__Data to use__.
========

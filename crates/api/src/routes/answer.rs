//! Route definitions for the `/answers` resource.

use axum::routing::get;
use axum::Router;

use crate::handlers::answer;
use crate::state::AppState;

/// Routes mounted at `/answers`.
///
/// ```text
/// GET    /                    -> list
/// POST   /                    -> create
/// GET    /{id}                -> get_by_id
/// ```
pub fn router() -> Router<AppState> {
    Router::new()
        .route("/", get(answer::list).post(answer::create))
        .route("/{id}", get(answer::get_by_id))
}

========

__Work to complete__. Across the entries above, find each line with the word "answers" and please copy it out.

__Output of the exercise__.
//! Route definitions for the `/answers` resource.
/// Routes mounted at `/answers`.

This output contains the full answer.